Something in her expression shifted — not closing exactly, more the look of someone deciding how much of an open door to leave.

“Last night,” she agreed.

“I want to be clear about what it was,” he said. “For me.”

She waited.

“Not the mountains,” he said. “Not the fire or the wrestling or the proximity. Those things were—context. Not cause.” He looked at her steadily. “You are the cause. Specifically you. I want that to be said plainly.”

She looked at him for a long moment with those direct dark eyes doing their reading.

“Venetians,” she said finally, “are apparently more direct than I was told.”

“Mapmakers,” he replied. “We record what’s real.”

The almost-smile. Then the real one, brief and complete, hitting him the same place it always hit him.

“Mount up, Niccolò,” she said, turning toward her stallion. “Be direct after we’re through the narrows.”

He mounted up.

The narrows were everything she’d described and worse.

The path pressed itself against the mountain face for two hours of riding in which the drop to the left was a vertical argument against looking down and the rock face to the right was close enough to scrape a knee on. Single file, the Keshig strung out ahead and behind, horses placing their feet with the careful deliberation of animals that understood the stakes.

Niccolò rode directly behind Khutulun and watched her back and kept his eyes on the path and did not look left.

Twice she raised her fist and the column stopped and she sat motionless listening to the mountain with an attention that seemed to go beyond hearing into something more animal and more accurate.

The second time the stop lasted long enough that he eased his horse up beside her — there was barely room — and looked at her face.

Her eyes were moving along the rock face above them. Slow and systematic, the way she read terrain.

“There,” she said quietly. Not pointing. Just a direction in her voice.

He looked. Saw rock. More rock. The edge of something that might have been a shadow or might have been —

“A man,” he said.

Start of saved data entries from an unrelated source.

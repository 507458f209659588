use anyhow::{anyhow, Context, Result};
use async_trait::async_trait;
use std::fs;
use std::io::Write;
use std::path::Path;
use std::process::Stdio;
use std::time::Duration;
use tokio::io::AsyncWriteExt;
use tokio::process::Command;

/// Mono 16-bit PCM.
#[derive(Debug, Clone, PartialEq, Default)]
pub struct AudioClip {
    pub samples: Vec<i16>,
    pub sample_rate: u32,
}

impl AudioClip {
    pub fn new(samples: Vec<i16>, sample_rate: u32) -> Self {
        Self { samples, sample_rate }
    }

    pub fn duration(&self) -> Duration {
        if self.sample_rate == 0 {
            return Duration::ZERO;
        }
        Duration::from_secs_f64(self.samples.len() as f64 / self.sample_rate as f64)
    }

    /// Mean absolute amplitude in `[0, 1]`.
    pub fn mean_level(&self) -> f64 {
        if self.samples.is_empty() {
            return 0.0;
        }
        let sum: f64 = self.samples.iter().map(|s| (*s as f64).abs() / 32768.0).sum();
        sum / self.samples.len() as f64
    }

    /// Copy of `len` samples starting at `start`, clamped to the clip.
    pub fn window(&self, start: usize, len: usize) -> AudioClip {
        let start = start.min(self.samples.len());
        let end = start.saturating_add(len).min(self.samples.len());
        AudioClip::new(self.samples[start..end].to_vec(), self.sample_rate)
    }

    /// Writes a canonical 44-byte-header PCM WAV file.
    pub fn write_wav(&self, path: &Path) -> Result<()> {
        if let Some(parent) = path.parent() {
            fs::create_dir_all(parent)?;
        }
        let data_len = (self.samples.len() * 2) as u32;
        let mut out = Vec::with_capacity(44 + data_len as usize);
        out.extend_from_slice(b"RIFF");
        out.extend_from_slice(&(36 + data_len).to_le_bytes());
        out.extend_from_slice(b"WAVEfmt ");
        out.extend_from_slice(&16u32.to_le_bytes());
        out.extend_from_slice(&1u16.to_le_bytes()); // PCM
        out.extend_from_slice(&1u16.to_le_bytes()); // mono
        out.extend_from_slice(&self.sample_rate.to_le_bytes());
        out.extend_from_slice(&(self.sample_rate * 2).to_le_bytes());
        out.extend_from_slice(&2u16.to_le_bytes());
        out.extend_from_slice(&16u16.to_le_bytes());
        out.extend_from_slice(b"data");
        out.extend_from_slice(&data_len.to_le_bytes());
        for s in &self.samples {
            out.extend_from_slice(&s.to_le_bytes());
        }
        let mut file = fs::File::create(path).with_context(|| format!("Failed to create {:?}", path))?;
        file.write_all(&out)?;
        Ok(())
    }
}

#[async_trait]
pub trait AudioDevice: Send + Sync {
    /// Blocks (asynchronously) for `duration` while recording.
    async fn record(&self, duration: Duration) -> Result<AudioClip>;
    /// Blocks until the clip has finished playing.
    async fn play(&self, clip: &AudioClip) -> Result<()>;
}

/// ALSA capture/playback through `arecord`/`aplay` raw streams.
pub struct AlsaAudio {
    sample_rate: u32,
}

impl AlsaAudio {
    pub fn new(sample_rate: u32) -> Self {
        Self { sample_rate }
    }

    /// Checks that the ALSA tools are installed.
    pub async fn probe(sample_rate: u32) -> Result<Self> {
        for tool in ["arecord", "aplay"] {
            let ok = Command::new(tool)
                .arg("--version")
                .stdout(Stdio::null())
                .stderr(Stdio::null())
                .status()
                .await
                .map(|s| s.success())
                .unwrap_or(false);
            if !ok {
                return Err(anyhow!("{} not available", tool));
            }
        }
        Ok(Self::new(sample_rate))
    }

    fn format_args(&self, cmd: &mut Command) {
        cmd.args(["-q", "-t", "raw", "-f", "S16_LE", "-c", "1", "-r"])
            .arg(self.sample_rate.to_string());
    }
}

#[async_trait]
impl AudioDevice for AlsaAudio {
    async fn record(&self, duration: Duration) -> Result<AudioClip> {
        let wanted = (duration.as_secs_f64() * self.sample_rate as f64) as usize;
        let mut cmd = Command::new("arecord");
        self.format_args(&mut cmd);
        cmd.arg("-s")
            .arg(wanted.to_string())
            .stdout(Stdio::piped())
            .stderr(Stdio::null())
            .kill_on_drop(true);

        let output = cmd.output().await.context("Failed to run arecord")?;
        if !output.status.success() {
            return Err(anyhow!("arecord exited with {}", output.status));
        }
        let samples = output
            .stdout
            .chunks_exact(2)
            .map(|b| i16::from_le_bytes([b[0], b[1]]))
            .collect();
        Ok(AudioClip::new(samples, self.sample_rate))
    }

    async fn play(&self, clip: &AudioClip) -> Result<()> {
        let mut cmd = Command::new("aplay");
        self.format_args(&mut cmd);
        let mut child = cmd
            .stdin(Stdio::piped())
            .stderr(Stdio::null())
            .kill_on_drop(true)
            .spawn()
            .context("Failed to run aplay")?;

        let bytes: Vec<u8> = clip.samples.iter().flat_map(|s| s.to_le_bytes()).collect();
        if let Some(mut stdin) = child.stdin.take() {
            stdin.write_all(&bytes).await?;
        }
        let status = child.wait().await?;
        if !status.success() {
            return Err(anyhow!("aplay exited with {}", status));
        }
        Ok(())
    }
}

#[cfg(test)]
mod tests {
    use super::*;

    #[test]
    fn test_mean_level() {
        let clip = AudioClip::new(vec![16384, -16384, 0, 0], 16000);
        assert!((clip.mean_level() - 0.25).abs() < 1e-9);
        assert_eq!(AudioClip::default().mean_level(), 0.0);
    }

    #[test]
    fn test_window_clamps() {
        let clip = AudioClip::new((0..10).collect(), 10);
        assert_eq!(clip.window(8, 5).samples, vec![8, 9]);
        assert!(clip.window(20, 5).samples.is_empty());
        assert_eq!(clip.duration(), Duration::from_secs(1));
    }

    #[test]
    fn test_wav_header() -> Result<()> {
        let dir = tempfile::tempdir()?;
        let path = dir.path().join("nested/clip.wav");
        AudioClip::new(vec![1, -1, 300], 16000).write_wav(&path)?;

        let bytes = fs::read(&path)?;
        assert_eq!(bytes.len(), 44 + 6);
        assert_eq!(&bytes[0..4], b"RIFF");
        assert_eq!(&bytes[8..12], b"WAVE");
        assert_eq!(u32::from_le_bytes([bytes[24], bytes[25], bytes[26], bytes[27]]), 16000);
        assert_eq!(u32::from_le_bytes([bytes[40], bytes[41], bytes[42], bytes[43]]), 6);
        Ok(())
    }
}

Just as quietly.

“Two,” she replied. “The second is ten yards further along. Behind the overhang.”

He couldn’t see the second one. He believed her completely.

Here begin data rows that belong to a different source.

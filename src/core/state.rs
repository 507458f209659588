use std::env;
use std::fs;
use std::path::{Path, PathBuf};
use std::sync::Arc;
use std::time::Duration;

use anyhow::{Context, Result};
use colored::*;
use serde::{Deserialize, Serialize};
use tokio::sync::Mutex;

use crate::memory::{LearningState, MovementMemoryEntry, PersistentStore, ShortTermMemory};

pub const CONFIG_FILE: &str = "config.toml";

#[derive(Serialize, Deserialize, Debug, Clone, PartialEq)]
#[serde(default)]
pub struct BobertConfig {
    pub data_dir: PathBuf,
    pub log_file: String,
    pub learning_state_file: String,
    pub movement_memory_file: String,
    pub short_term_file: String,

    pub reward_pin: u32,
    pub punish_pin: u32,
    pub gpio_base: u32,
    pub active_low: bool,
    pub sample_interval_ms: u64,
    pub cooldown_secs: f64,
    pub memory_capacity: usize,

    pub tick_interval_ms: u64,
    pub sample_rate: u32,
    pub listen_secs: f64,
    pub speak_secs: f64,
    pub speak_probability: f64,

    pub camera_width: u32,
    pub camera_height: u32,
    pub camera_device: String,

    pub serial_ports: Vec<String>,
    pub baud_rate: u32,
    pub dispatch_poll_ms: u64,

    pub backfill_movement_reward: bool,
    pub log_line_samples: bool,
}

impl Default for BobertConfig {
    fn default() -> Self {
        Self {
            data_dir: PathBuf::from("logs"),
            log_file: "touchbert_cleaned_log.txt".to_string(),
            learning_state_file: "learning_state.json".to_string(),
            movement_memory_file: "movement_memory.json".to_string(),
            short_term_file: "learning_log.json".to_string(),
            reward_pin: 12,
            punish_pin: 16,
            gpio_base: 0,
            active_low: true,
            sample_interval_ms: 50,
            cooldown_secs: 5.0,
            memory_capacity: crate::memory::SHORT_TERM_CAPACITY,
            tick_interval_ms: 1000,
            sample_rate: 16000,
            listen_secs: 1.0,
            speak_secs: 1.0,
            speak_probability: 0.5,
            camera_width: 320,
            camera_height: 240,
            camera_device: "/dev/video0".to_string(),
            serial_ports: vec![
                "/dev/ttyUSB0".to_string(),
                "/dev/ttyUSB1".to_string(),
                "/dev/ttyACM0".to_string(),
                "/dev/ttyACM1".to_string(),
            ],
            baud_rate: 9600,
            dispatch_poll_ms: 1000,
            backfill_movement_reward: false,
            log_line_samples: false,
        }
    }
}

impl BobertConfig {
    /// Resolves the effective configuration: `.env`, then the data dir's
    /// `config.toml`, then environment overrides. Never fails; a broken
    /// config file falls back to defaults with a warning.
    pub fn load() -> Self {
        dotenvy::from_filename(".env").ok();
        let data_dir = env::var("BOBERT_DATA_DIR")
            .map(PathBuf::from)
            .unwrap_or_else(|_| Self::default().data_dir);
        let mut config = Self::load_from(&data_dir.join(CONFIG_FILE));
        config.data_dir = data_dir;
        config.apply_env_overrides();
        config
    }

    pub fn load_from(path: &Path) -> Self {
        let content = match fs::read_to_string(path) {
            Ok(c) => c,
            Err(_) => return Self::default(),
        };
        match toml::from_str(&content) {
            Ok(config) => config,
            Err(e) => {
                eprintln!("{} Invalid config {:?}: {}. Using defaults.", "⚠️".yellow(), path, e);
                Self::default()
            }
        }
    }

    pub fn apply_env_overrides(&mut self) {
        if let Some(pin) = env_parse::<u32>("BOBERT_REWARD_PIN") {
            self.reward_pin = pin;
        }
        if let Some(pin) = env_parse::<u32>("BOBERT_PUNISH_PIN") {
            self.punish_pin = pin;
        }
        if let Some(secs) = env_parse::<f64>("BOBERT_COOLDOWN_SECS") {
            self.cooldown_secs = secs;
        }
    }

    pub fn write_default(dir: &Path) -> Result<PathBuf> {
        fs::create_dir_all(dir).with_context(|| format!("Failed to create {:?}", dir))?;
        let config = Self {
            data_dir: dir.to_path_buf(),
            ..Self::default()
        };
        let path = dir.join(CONFIG_FILE);
        fs::write(&path, toml::to_string_pretty(&config)?)?;
        Ok(path)
    }

    /// Human-readable problems with the effective configuration.
    pub fn validate(&self) -> Vec<String> {
        let mut warnings = Vec::new();
        if self.reward_pin == self.punish_pin {
            warnings.push(format!("reward_pin and punish_pin are both {}", self.reward_pin));
        }
        if self.memory_capacity == 0 {
            warnings.push("memory_capacity is 0, short-term memory will hold a single record".to_string());
        }
        if !(self.cooldown_secs > 0.0) {
            warnings.push(format!("cooldown_secs = {} disables debouncing", self.cooldown_secs));
        }
        if Duration::from_millis(self.sample_interval_ms) >= self.cooldown() {
            warnings.push("sample_interval_ms is not shorter than the cooldown".to_string());
        }
        if !(0.0..=1.0).contains(&self.speak_probability) {
            warnings.push(format!("speak_probability = {} is outside [0, 1]", self.speak_probability));
        }
        if !is_raspberry_pi() {
            warnings.push("This doesn't appear to be a Raspberry Pi; GPIO and camera may not work".to_string());
        }
        warnings
    }

    pub fn cooldown(&self) -> Duration {
        Duration::from_secs_f64(self.cooldown_secs.max(0.0))
    }

    pub fn sample_interval(&self) -> Duration {
        Duration::from_millis(self.sample_interval_ms.max(1))
    }

    pub fn tick_interval(&self) -> Duration {
        Duration::from_millis(self.tick_interval_ms.max(1))
    }
}

fn env_parse<T: std::str::FromStr>(key: &str) -> Option<T> {
    env::var(key).ok().and_then(|v| v.trim().parse().ok())
}

fn is_raspberry_pi() -> bool {
    fs::read_to_string("/proc/cpuinfo")
        .map(|c| c.contains("BCM"))
        .unwrap_or(false)
}

/// Everything the control loop and the reinforcement sampler both mutate.
#[derive(Debug, Clone, Default)]
pub struct Brain {
    pub learning: LearningState,
    pub short_term: ShortTermMemory,
    pub movement: Vec<MovementMemoryEntry>,
}

impl Brain {
    pub fn load(store: &PersistentStore, capacity: usize) -> Self {
        Self {
            learning: store.load_learning_state(),
            short_term: store.load_short_term(capacity),
            movement: store.load_movement_memory(),
        }
    }

    /// Writes all three documents. Each is independently atomic.
    pub fn flush(&mut self, store: &PersistentStore) -> Result<()> {
        store.save_learning_state(&mut self.learning)?;
        store.save_short_term(&self.short_term)?;
        store.save_movement_memory(&self.movement)?;
        Ok(())
    }
}

/// Shared handle passed to every activity. `brain` is the single
/// synchronization boundary for in-memory state.
#[derive(Clone)]
pub struct GlobalState {
    pub config: Arc<BobertConfig>,
    pub store: Arc<PersistentStore>,
    pub brain: Arc<Mutex<Brain>>,
}

impl GlobalState {
    pub fn new(config: BobertConfig, store: PersistentStore, brain: Brain) -> Self {
        Self {
            config: Arc::new(config),
            store: Arc::new(store),
            brain: Arc::new(Mutex::new(brain)),
        }
    }

    /// Loads (or defaults) every document under the configured data dir and
    /// writes the learning state back so it exists on disk from the start.
    pub fn bootstrap(config: BobertConfig) -> Result<Self> {
        let store = PersistentStore::from_config(&config);
        store.ensure_root()?;
        let mut brain = Brain::load(&store, config.memory_capacity);
        if let Err(e) = store.save_learning_state(&mut brain.learning) {
            eprintln!("{} Failed to save learning state: {:#}", "❌".red(), e);
        }
        Ok(Self::new(config, store, brain))
    }
}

“What do they want,” he murmured.

“To know our numbers and our speed,” she said. “Information. Not engagement. Not here — the path is as bad for them as for us.” She raised her hand and the column began to move again. “They’ll report to Kaidu. He’ll make a decision.”

“What decision.”

“Whether we’re worth the trouble,” she said simply. “The Paiza makes us expensive. But the maps—” she glanced at him— “the maps make us valuable. To the right buyer.”

He thought about the master roll in his saddlebag. Months of work. Every pass, every grade, every river crossing and ford and fatal mistake in the Persian sources corrected and confirmed. A document that could move armies.